As described above, according to the present invention, in a retinal display device for recognizing an image by scanning and irradiating a visible ray directly onto the retina of an eyeball, the image signal is converted into the visible ray and the image is detected. Since the light-emitting elements sequentially driven by signals are arranged in a matrix to provide light-emitting means, a low-cost and compact retinal display device that forms a high-quality image can be realized.

Further, in the retinal display device for recognizing an image by directly scanning and irradiating an image forming region defined by two directions on the retina of the eyeball with visible light,
A light emitting device that converts a video signal into the visible light and is sequentially driven by the video signal is arranged in a line so as to correspond to one direction of the image forming area, and the light emitting device emits the light. And a light deflecting device for deflecting visible light to optically scan the image forming area in the other direction, thereby making it possible to use a compact light emitting means. It is possible to reduce the size and cost according to the requirements.

Further, the converging optical system for condensing the visible light emitted from the light emitting means, and the converging optical system is driven so that the visible light condensed by the converging optical system is focused on the retina. With the configuration including the automatic focus adjusting means for controlling, it is unnecessary to perform optical adjustment such as diopter correction and aberration correction according to eye characteristics such as myopia, hyperopia and astigmatism
It is possible to realize a compact retinal display device that forms an appropriate image.

[Brief description of drawings]

FIG. 1 is a block diagram schematically showing the configuration of a first embodiment of the present invention.

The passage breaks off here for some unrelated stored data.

//! Envelopes and control messages.
//!
//! Inbound frames are 4-tuples `(targetGroup, topic, senderId, payload)`.
//! Outbound frames are 3-tuples `(targetGroup, topic, body)`; the server
//! stamps the sender.

use crate::topics::{self, wire_topic};
use serde::{Deserialize, Serialize};
use serde_json::Value;

/// An inbound message.
#[derive(Debug, Clone, PartialEq, Serialize, Deserialize)]
pub struct Envelope {
    /// Group the message was addressed to (`*` for broadcast)
    pub target_group: String,
    /// Uppercase topic
    pub topic: String,
    /// Id of the sending node
    pub sender_id: String,
    /// Message payload
    pub payload: Value,
}

impl Envelope {
    /// Create an envelope; the topic is normalized to uppercase.
    #[must_use]
    pub fn new(
        target_group: impl Into<String>,
        topic: &str,
        sender_id: impl Into<String>,
        payload: Value,
    ) -> Self {
        Self {
            target_group: target_group.into(),
            topic: wire_topic(topic),
            sender_id: sender_id.into(),
            payload,
        }
    }

    /// Build from the wire tuple. Nil group or sender decode as empty strings.
    ///
    /// # Errors
    ///
    /// Returns error if `value` is not a 4-element sequence of the expected shape.
    pub fn from_wire(value: Value) -> Result<Self, MessageError> {
        let (target_group, topic, sender_id, payload): (
            Option<String>,
            String,
            Option<String>,
            Value,
        ) = serde_json::from_value(value).map_err(|e| MessageError::Shape(e.to_string()))?;
        Ok(Self::new(
            target_group.unwrap_or_default(),
            &topic,
            sender_id.unwrap_or_default(),
            payload,
        ))
    }

    /// Convert to the wire tuple.
    #[must_use]
    pub fn to_wire(&self) -> Value {
        Value::Array(vec![
            Value::String(self.target_group.clone()),
            Value::String(self.topic.clone()),
            Value::String(self.sender_id.clone()),
            self.payload.clone(),
        ])
    }
}

/// An outbound message.
#[derive(Debug, Clone, PartialEq, Serialize, Deserialize)]
pub struct Outbound {
    /// Destination group; `None` lets the server route to the default
    pub target_group: Option<String>,
    /// Uppercase topic
    pub topic: String,
    /// Message body
    pub body: Value,
}

impl Outbound {
    /// Create an outbound message; the topic is normalized to uppercase.
    #[must_use]
    pub fn new(topic: &str, body: Value, target_group: Option<String>) -> Self {
        Self {
            target_group,
            topic: wire_topic(topic),
            body,
        }
    }

    /// Build from the wire tuple.
    ///
    /// # Errors
    ///
    /// Returns error if `value` is not a 3-element sequence of the expected shape.
    pub fn from_wire(value: Value) -> Result<Self, MessageError> {
        let (target_group, topic, body): (Option<String>, String, Value) =
            serde_json::from_value(value).map_err(|e| MessageError::Shape(e.to_string()))?;
        Ok(Self::new(&topic, body, target_group))
    }

    /// Convert to the wire tuple.
    #[must_use]
    pub fn to_wire(&self) -> Value {
        Value::Array(vec![
            self.target_group
                .clone()
                .map_or(Value::Null, Value::String),
            Value::String(self.topic.clone()),
            self.body.clone(),
        ])
    }
}

/// A `(fromGroup, toGroup)` routing pair for a subscription.
#[derive(Debug, Clone, PartialEq, Eq, Hash, PartialOrd, Ord, Serialize, Deserialize)]
pub struct GroupPair {
    /// Group the messages originate from
    pub from_group: String,
    /// Group the messages are delivered to
    pub to_group: String,
}

impl GroupPair {
    /// Create a routing pair.
    #[must_use]
    pub fn new(from_group: impl Into<String>, to_group: impl Into<String>) -> Self {
        Self {
            from_group: from_group.into(),
            to_group: to_group.into(),
        }
    }
}

impl std::fmt::Display for GroupPair {
    fn fmt(&self, f: &mut std::fmt::Formatter<'_>) -> std::fmt::Result {
        write!(f, "{}|{}", self.from_group, self.to_group)
    }
}

/// Body of a `SUBSCRIBE` message.
#[derive(Debug, Clone, PartialEq, Eq, Serialize, Deserialize)]
#[serde(rename_all = "camelCase")]
pub struct SubscribeBody {
    /// Uppercase topic
    pub topic: String,
    /// Originating group
    pub from_group: String,
    /// Destination group
    pub to_group: String,
    /// Only forward messages from the active node
    pub actonly: bool,
}

/// Body of an `UNSUBSCRIBE` message.
#[derive(Debug, Clone, PartialEq, Eq, Serialize, Deserialize)]
#[serde(rename_all = "camelCase")]
pub struct UnsubscribeBody {
    /// Uppercase topic
    pub topic: String,
    /// Originating group
    pub from_group: String,
    /// Destination group
    pub to_group: String,
}

/// Control messages sent by the client.
#[derive(Debug, Clone, PartialEq, Eq)]
pub enum ControlMessage {
    /// Start receiving a topic
    Subscribe(SubscribeBody),
    /// Stop receiving a topic
    Unsubscribe(UnsubscribeBody),
    /// Ask a node for the full state of these topics
    Request {
        /// Node to ask
        node_id: String,
        /// Topics to dump, in order
        topics: Vec<String>,
    },
}

impl ControlMessage {
    /// Build a `SUBSCRIBE` message.
    #[must_use]
    pub fn subscribe(topic: &str, pair: &GroupPair, actonly: bool) -> Self {
        Self::Subscribe(SubscribeBody {
            topic: wire_topic(topic),
            from_group: pair.from_group.clone(),
            to_group: pair.to_group.clone(),
            actonly,
        })
    }

    /// Build an `UNSUBSCRIBE` message.
    #[must_use]
    pub fn unsubscribe(topic: &str, pair: &GroupPair) -> Self {
        Self::Unsubscribe(UnsubscribeBody {
            topic: wire_topic(topic),
            from_group: pair.from_group.clone(),
            to_group: pair.to_group.clone(),
        })
    }

    /// Wire topic of this message.
    #[must_use]
    pub fn topic(&self) -> &'static str {
        match self {
            Self::Subscribe(_) => topics::SUBSCRIBE,
            Self::Unsubscribe(_) => topics::UNSUBSCRIBE,
            Self::Request { .. } => topics::REQUEST,
        }
    }

    /// Convert into an outbound message.
    ///
    /// Subscription control goes to the default target; requests are
    /// addressed to the node they ask.
    ///
    /// # Errors
    ///
    /// Returns error if the body cannot be serialized.
    pub fn to_outbound(&self) -> Result<Outbound, MessageError> {
        let (body, target) = match self {
            Self::Subscribe(body) => (to_value(body)?, None),
            Self::Unsubscribe(body) => (to_value(body)?, None),
            Self::Request { node_id, topics } => (to_value(topics)?, Some(node_id.clone())),
        };
        Ok(Outbound::new(self.topic(), body, target))
    }
}

fn to_value<T: Serialize>(value: &T) -> Result<Value, MessageError> {
    serde_json::to_value(value).map_err(|e| MessageError::Serialize(e.to_string()))
}

/// Errors for message construction and parsing.
#[derive(Debug, Clone, PartialEq, Eq, thiserror::Error)]
pub enum MessageError {
    /// Serialization failed
    #[error("serialization failed: {0}")]
    Serialize(String),
    /// Frame does not have the expected tuple shape
    #[error("malformed frame: {0}")]
    Shape(String),
}

#[cfg(test)]
mod tests {
    use super::*;
    use serde_json::json;

    #[test]
    fn envelope_from_wire_normalizes() {
        let env = Envelope::from_wire(json!([null, "acdata", "S1", ["U", {}]])).unwrap();
        assert_eq!(env.target_group, "");
        assert_eq!(env.topic, "ACDATA");
        assert_eq!(env.sender_id, "S1");
        assert_eq!(env.payload, json!(["U", {}]));
    }

    #[test]
    fn envelope_rejects_short_frames() {
        assert!(matches!(
            Envelope::from_wire(json!(["*", "ACDATA", "S1"])),
            Err(MessageError::Shape(_))
        ));
        assert!(Envelope::from_wire(json!({"topic": "X"})).is_err());
    }

    #[test]
    fn subscribe_body_uses_camel_case() {
        let msg = ControlMessage::subscribe("acdata", &GroupPair::new("S", ""), true);
        let out = msg.to_outbound().unwrap();
        assert_eq!(out.topic, "SUBSCRIBE");
        assert_eq!(out.target_group, None);
        assert_eq!(
            out.body,
            json!({"topic": "ACDATA", "fromGroup": "S", "toGroup": "", "actonly": true})
        );
    }

    #[test]
    fn unsubscribe_body_has_no_actonly() {
        let msg = ControlMessage::unsubscribe("route", &GroupPair::new("S", "C1"));
        let out = msg.to_outbound().unwrap();
        assert_eq!(out.topic, "UNSUBSCRIBE");
        assert_eq!(
            out.body,
            json!({"topic": "ROUTE", "fromGroup": "S", "toGroup": "C1"})
        );
    }

    #[test]
    fn request_is_addressed_to_node() {
        let msg = ControlMessage::Request {
            node_id: "S2".to_string(),
            topics: vec!["ACDATA".to_string(), "ROUTE".to_string()],
        };
        let out = msg.to_outbound().unwrap();
        assert_eq!(out.target_group.as_deref(), Some("S2"));
        assert_eq!(out.to_wire(), json!(["S2", "REQUEST", ["ACDATA", "ROUTE"]]));
    }

    #[test]
    fn outbound_wire_shape() {
        let out = Outbound::new("echo", json!("hi"), None);
        assert_eq!(out.to_wire(), json!([null, "ECHO", "hi"]));
        assert_eq!(Outbound::from_wire(out.to_wire()).unwrap(), out);
    }
}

FIG. 2 is a perspective view showing a main part configuration of a first embodiment of the present invention.

FIG. 3 is a diagram showing a relationship between a photo sensor used in an embodiment of the present invention and a front focus, a focus, and a rear focus.

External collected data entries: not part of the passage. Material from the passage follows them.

//! Duplex transport abstraction.
//!
//! The client only needs to push frames and ask whether the connection is
//! open. Open/message/close/error notifications are delivered by the host
//! calling the matching `Client::handle_*` method.

/// Outbound side of a duplex connection.
pub trait Transport {
    /// Queue a frame for sending.
    ///
    /// # Errors
    ///
    /// Returns error if the frame could not be handed to the connection.
    fn send(&mut self, frame: Vec<u8>) -> Result<(), TransportError>;

    /// Whether the connection is currently open.
    fn is_open(&self) -> bool;
}

/// In-memory transport that records every frame sent through it.
///
/// Useful for embedding the client without a network and for tests.
#[derive(Debug, Default, Clone)]
pub struct MemoryTransport {
    open: bool,
    sent: Vec<Vec<u8>>,
}

impl MemoryTransport {
    /// Create a closed transport.
    #[must_use]
    pub fn new() -> Self {
        Self::default()
    }

    /// Create an open transport.
    #[must_use]
    pub fn open() -> Self {
        Self {
            open: true,
            sent: Vec::new(),
        }
    }

    /// Mark the connection open or closed.
    pub fn set_open(&mut self, open: bool) {
        self.open = open;
    }

    /// Frames sent so far.
    #[must_use]
    pub fn sent(&self) -> &[Vec<u8>] {
        &self.sent
    }

    /// Drain the frames sent so far.
    pub fn take_sent(&mut self) -> Vec<Vec<u8>> {
        std::mem::take(&mut self.sent)
    }
}

impl Transport for MemoryTransport {
    fn send(&mut self, frame: Vec<u8>) -> Result<(), TransportError> {
        if !self.open {
            return Err(TransportError::Closed);
        }
        self.sent.push(frame);
        Ok(())
    }

    fn is_open(&self) -> bool {
        self.open
    }
}

/// Errors raised by transports.
#[derive(Debug, Clone, PartialEq, Eq, thiserror::Error)]
pub enum TransportError {
    /// The connection is not open
    #[error("transport is not open")]
    Closed,
    /// The frame could not be handed off
    #[error("send failed: {0}")]
    Send(String),
}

FIG. 4 is a schematic diagram showing a configuration of a light emitting device for color display which can be used in an example of the present invention.

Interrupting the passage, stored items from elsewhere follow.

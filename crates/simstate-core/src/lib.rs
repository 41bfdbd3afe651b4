//! # SimState Core
//!
//! Shared-state reconciliation for SimState.
//!
//! This crate provides:
//! - The delta action taxonomy and payload classification
//! - Merge rules for keyed delta actions on value trees
//! - Per-node state mirrors seeded from a defaults template
//! - Active-node tracking and change notifications

#![warn(missing_docs)]
#![warn(clippy::all)]

pub mod action;
pub mod merge;
pub mod store;

pub use action::{is_action, is_action_payload, ActionType, Delta, DeltaError};
pub use store::{topic_key, DeltaOutcome, StateChange, StateStore, TopicMap};
//! Topic naming.
//!
//! Topics travel uppercase on the wire and key subscriptions uppercase.
//! State mirrors key them lowercase (see `simstate_core::topic_key`).
//!
//! A handful of topics carry protocol control traffic rather than
//! application data.

/// Client -> server: start receiving a topic.
pub const SUBSCRIBE: &str = "SUBSCRIBE";
/// Client -> server: stop receiving a topic.
pub const UNSUBSCRIBE: &str = "UNSUBSCRIBE";
/// Client -> node: request a full-state dump for a list of topics.
pub const REQUEST: &str = "REQUEST";
/// Server -> client: one or more nodes joined.
pub const NODE_ADDED: &str = "NODE-ADDED";
/// Server -> client: the active node changed.
pub const ACTNODE_CHANGED: &str = "ACTNODE-CHANGED";
/// Node -> client: the sender's state was reset.
pub const RESET: &str = "RESET";

/// Broadcast target group.
pub const BROADCAST: &str = "*";

/// Normalize a topic for the wire and for subscription lookup.
#[must_use]
pub fn wire_topic(topic: &str) -> String {
    topic.to_uppercase()
}

/// Inbound topics handled by membership tracking.
#[derive(Debug, Clone, Copy, PartialEq, Eq)]
pub enum ControlTopic {
    /// Nodes joined
    NodeAdded,
    /// Active node changed
    ActNodeChanged,
    /// Sender reset its state
    Reset,
}

impl ControlTopic {
    /// Classify an inbound topic.
    #[must_use]
    pub fn parse(topic: &str) -> Option<Self> {
        match wire_topic(topic).as_str() {
            NODE_ADDED => Some(Self::NodeAdded),
            ACTNODE_CHANGED => Some(Self::ActNodeChanged),
            RESET => Some(Self::Reset),
            _ => None,
        }
    }

    /// Wire name of the topic.
    #[must_use]
    pub fn as_str(self) -> &'static str {
        match self {
            Self::NodeAdded => NODE_ADDED,
            Self::ActNodeChanged => ACTNODE_CHANGED,
            Self::Reset => RESET,
        }
    }
}

#[cfg(test)]
mod tests {
    use super::*;

    #[test]
    fn control_topic_parsing() {
        assert_eq!(ControlTopic::parse("NODE-ADDED"), Some(ControlTopic::NodeAdded));
        assert_eq!(
            ControlTopic::parse("actnode-changed"),
            Some(ControlTopic::ActNodeChanged)
        );
        assert_eq!(ControlTopic::parse("Reset"), Some(ControlTopic::Reset));
        assert_eq!(ControlTopic::parse("ACDATA"), None);
    }

    #[test]
    fn wire_topic_is_uppercase() {
        assert_eq!(wire_topic("acdata"), "ACDATA");
        assert_eq!(wire_topic("Route-Data"), "ROUTE-DATA");
    }
}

FIG. 5 is a block diagram schematically showing the configuration of a second embodiment of the present invention.

[Explanation of symbols]

 1 ... Amplifier 2R, 2G, 2B ... LED 3 ... Prism 4 ... Photo sensor 5 ... Detector 6 ... Focus control circuit 7 ... Optical system drive means 8 ... Convergence optical system 9 ... Input terminal 18 ... Optical deflection device 11 ... X- Y-axis controller 12 ... X-axis driver 13 ... Y-axis driver 15 ... Y-axis direct motor 17 ... Y-axis prism 20 ... Eyeball 22 ... Optic nerve 25 ... Retina 30 ... Image forming area 41, 41a ... Light emitting panel 42 ... Half mirror

Claims (3)

[Claims] 1. In a retinal display device for recognizing an image by scanning and irradiating a visible light directly onto the retina of an eyeball, a matrix of light emitting elements which convert an image signal into the visible light and are sequentially driven by the image signal. A retinal display device comprising a light emitting means arranged in a pattern. 2. A retinal display device for recognizing an image by directly irradiating an image forming area defined by two directions on the retina of an eyeball with visible light, and converting an image signal into the visible light. A light emitting device in which light emitting elements sequentially driven by a video signal are arranged in a line so as to correspond to one direction of the image forming area, and visible light emitted from the light emitting device is deflected to produce the image. A retina display device comprising: a light deflection device that optically scans the formation region in another direction. 3. A converging optical system that condenses the visible light emitted from the light emitting means, and the converging optical system so that the visible light condensed by the converging optical system is focused on the retina. The retina display device according to claim 1 or 2, further comprising: an automatic focus adjusting means for driving and controlling the.